Task description: Reproduce the entries shown below only from the line with "Panics (debug only)" down to the line with "impl fmt::Display for", keeping both end lines and copying each one exactly.

Collected data
^^^^

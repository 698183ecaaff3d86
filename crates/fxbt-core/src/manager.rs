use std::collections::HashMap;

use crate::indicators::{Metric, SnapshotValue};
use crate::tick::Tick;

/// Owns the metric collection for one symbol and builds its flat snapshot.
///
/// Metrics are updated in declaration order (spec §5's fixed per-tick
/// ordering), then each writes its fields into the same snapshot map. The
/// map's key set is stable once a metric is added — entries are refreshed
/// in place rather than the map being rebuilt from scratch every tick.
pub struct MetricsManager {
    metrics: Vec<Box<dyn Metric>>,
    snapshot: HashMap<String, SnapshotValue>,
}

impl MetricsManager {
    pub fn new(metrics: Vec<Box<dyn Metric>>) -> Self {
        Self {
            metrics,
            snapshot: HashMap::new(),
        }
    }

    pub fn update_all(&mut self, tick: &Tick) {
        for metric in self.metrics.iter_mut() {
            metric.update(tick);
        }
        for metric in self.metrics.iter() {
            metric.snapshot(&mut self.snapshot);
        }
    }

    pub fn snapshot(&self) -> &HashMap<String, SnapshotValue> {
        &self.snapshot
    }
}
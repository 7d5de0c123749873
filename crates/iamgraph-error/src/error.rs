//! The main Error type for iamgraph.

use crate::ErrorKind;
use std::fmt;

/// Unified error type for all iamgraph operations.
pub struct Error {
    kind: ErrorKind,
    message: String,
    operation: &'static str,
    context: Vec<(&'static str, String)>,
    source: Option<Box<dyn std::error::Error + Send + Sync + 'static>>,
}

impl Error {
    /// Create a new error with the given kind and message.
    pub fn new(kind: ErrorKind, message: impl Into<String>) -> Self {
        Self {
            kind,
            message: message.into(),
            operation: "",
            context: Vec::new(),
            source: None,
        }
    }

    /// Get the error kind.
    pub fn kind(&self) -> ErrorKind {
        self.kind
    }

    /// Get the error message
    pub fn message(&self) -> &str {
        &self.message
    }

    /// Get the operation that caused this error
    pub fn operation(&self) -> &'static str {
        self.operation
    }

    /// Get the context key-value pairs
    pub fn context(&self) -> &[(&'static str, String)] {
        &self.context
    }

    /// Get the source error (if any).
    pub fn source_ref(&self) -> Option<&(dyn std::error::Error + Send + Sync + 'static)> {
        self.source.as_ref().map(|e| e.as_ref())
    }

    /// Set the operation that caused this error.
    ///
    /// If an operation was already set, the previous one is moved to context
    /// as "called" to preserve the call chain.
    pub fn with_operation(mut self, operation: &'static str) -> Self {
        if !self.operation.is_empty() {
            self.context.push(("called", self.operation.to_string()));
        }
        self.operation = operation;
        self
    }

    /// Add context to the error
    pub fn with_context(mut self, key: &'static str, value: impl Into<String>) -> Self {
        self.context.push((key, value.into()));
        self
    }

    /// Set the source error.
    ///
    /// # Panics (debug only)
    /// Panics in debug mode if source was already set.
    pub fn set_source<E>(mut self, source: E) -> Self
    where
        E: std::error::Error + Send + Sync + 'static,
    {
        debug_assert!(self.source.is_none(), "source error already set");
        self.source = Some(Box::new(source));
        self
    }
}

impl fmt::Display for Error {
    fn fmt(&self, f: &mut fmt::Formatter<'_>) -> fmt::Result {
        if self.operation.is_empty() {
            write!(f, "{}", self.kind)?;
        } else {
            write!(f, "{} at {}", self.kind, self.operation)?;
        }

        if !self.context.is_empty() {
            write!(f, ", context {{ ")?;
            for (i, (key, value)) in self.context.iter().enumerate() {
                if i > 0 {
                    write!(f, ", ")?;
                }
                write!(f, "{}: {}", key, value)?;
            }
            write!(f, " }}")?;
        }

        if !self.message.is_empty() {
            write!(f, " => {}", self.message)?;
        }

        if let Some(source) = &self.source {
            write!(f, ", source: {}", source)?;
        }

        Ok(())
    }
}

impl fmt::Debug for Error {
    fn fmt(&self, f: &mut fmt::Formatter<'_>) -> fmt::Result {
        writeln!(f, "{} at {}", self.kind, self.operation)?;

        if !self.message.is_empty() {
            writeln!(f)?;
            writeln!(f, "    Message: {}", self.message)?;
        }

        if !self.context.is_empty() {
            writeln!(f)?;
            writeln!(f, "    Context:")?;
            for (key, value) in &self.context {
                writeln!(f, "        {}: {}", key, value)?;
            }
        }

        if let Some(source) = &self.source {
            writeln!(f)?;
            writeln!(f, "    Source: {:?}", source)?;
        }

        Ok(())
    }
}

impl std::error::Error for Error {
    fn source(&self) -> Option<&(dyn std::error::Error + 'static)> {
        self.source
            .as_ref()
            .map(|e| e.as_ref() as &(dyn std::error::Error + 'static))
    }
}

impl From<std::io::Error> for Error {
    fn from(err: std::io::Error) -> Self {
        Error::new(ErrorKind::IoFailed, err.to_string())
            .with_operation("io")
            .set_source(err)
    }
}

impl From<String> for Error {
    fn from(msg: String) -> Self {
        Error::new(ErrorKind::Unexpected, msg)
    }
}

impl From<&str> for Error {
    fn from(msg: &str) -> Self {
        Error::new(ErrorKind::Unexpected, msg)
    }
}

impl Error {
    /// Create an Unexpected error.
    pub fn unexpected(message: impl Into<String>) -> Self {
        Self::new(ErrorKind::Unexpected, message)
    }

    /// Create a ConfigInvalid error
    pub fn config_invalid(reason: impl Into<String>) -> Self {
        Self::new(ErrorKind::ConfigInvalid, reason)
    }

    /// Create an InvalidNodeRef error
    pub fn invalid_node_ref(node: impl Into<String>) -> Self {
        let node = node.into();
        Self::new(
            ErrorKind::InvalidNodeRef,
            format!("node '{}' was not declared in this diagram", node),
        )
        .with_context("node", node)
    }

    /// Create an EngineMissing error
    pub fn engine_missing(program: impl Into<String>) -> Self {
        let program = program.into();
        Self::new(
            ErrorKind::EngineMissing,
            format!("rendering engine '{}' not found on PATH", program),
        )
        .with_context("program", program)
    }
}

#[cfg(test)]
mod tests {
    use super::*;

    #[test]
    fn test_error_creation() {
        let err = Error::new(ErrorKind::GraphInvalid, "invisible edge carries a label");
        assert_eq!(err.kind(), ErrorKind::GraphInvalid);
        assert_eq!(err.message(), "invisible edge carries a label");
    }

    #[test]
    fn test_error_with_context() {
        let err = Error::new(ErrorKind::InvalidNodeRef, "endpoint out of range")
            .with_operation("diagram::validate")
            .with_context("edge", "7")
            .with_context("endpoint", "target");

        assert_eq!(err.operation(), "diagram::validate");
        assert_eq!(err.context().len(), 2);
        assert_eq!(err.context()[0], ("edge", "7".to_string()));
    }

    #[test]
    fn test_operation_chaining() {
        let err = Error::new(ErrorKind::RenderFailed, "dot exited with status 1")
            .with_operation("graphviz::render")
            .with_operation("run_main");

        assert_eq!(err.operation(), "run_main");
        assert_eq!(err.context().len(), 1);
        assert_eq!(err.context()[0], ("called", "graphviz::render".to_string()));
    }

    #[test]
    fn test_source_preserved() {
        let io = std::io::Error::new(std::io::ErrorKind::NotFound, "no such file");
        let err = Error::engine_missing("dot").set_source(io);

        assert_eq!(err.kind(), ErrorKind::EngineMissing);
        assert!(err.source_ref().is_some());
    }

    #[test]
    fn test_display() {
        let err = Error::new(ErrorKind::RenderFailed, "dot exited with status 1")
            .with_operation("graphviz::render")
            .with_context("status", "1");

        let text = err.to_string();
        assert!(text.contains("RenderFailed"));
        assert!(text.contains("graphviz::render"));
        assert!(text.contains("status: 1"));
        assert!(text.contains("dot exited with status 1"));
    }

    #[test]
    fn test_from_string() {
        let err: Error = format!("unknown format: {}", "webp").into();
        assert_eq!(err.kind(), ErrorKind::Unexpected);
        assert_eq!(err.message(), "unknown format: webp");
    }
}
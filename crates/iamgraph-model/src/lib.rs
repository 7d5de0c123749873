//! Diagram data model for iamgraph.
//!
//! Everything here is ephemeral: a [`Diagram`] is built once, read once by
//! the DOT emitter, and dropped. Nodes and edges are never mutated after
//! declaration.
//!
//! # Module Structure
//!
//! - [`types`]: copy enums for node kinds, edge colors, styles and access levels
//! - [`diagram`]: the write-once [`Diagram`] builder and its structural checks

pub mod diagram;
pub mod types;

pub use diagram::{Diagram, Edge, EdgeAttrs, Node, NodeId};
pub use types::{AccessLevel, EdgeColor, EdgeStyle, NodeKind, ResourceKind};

^^^^

Response below:
    /// # Panics (debug only)
    /// Panics in debug mode if source was already set.
    pub fn set_source<E>(mut self, source: E) -> Self
    where
        E: std::error::Error + Send + Sync + 'static,
    {
        debug_assert!(self.source.is_none(), "source error already set");
        self.source = Some(Box::new(source));
        self
    }
}

impl fmt::Display for Error {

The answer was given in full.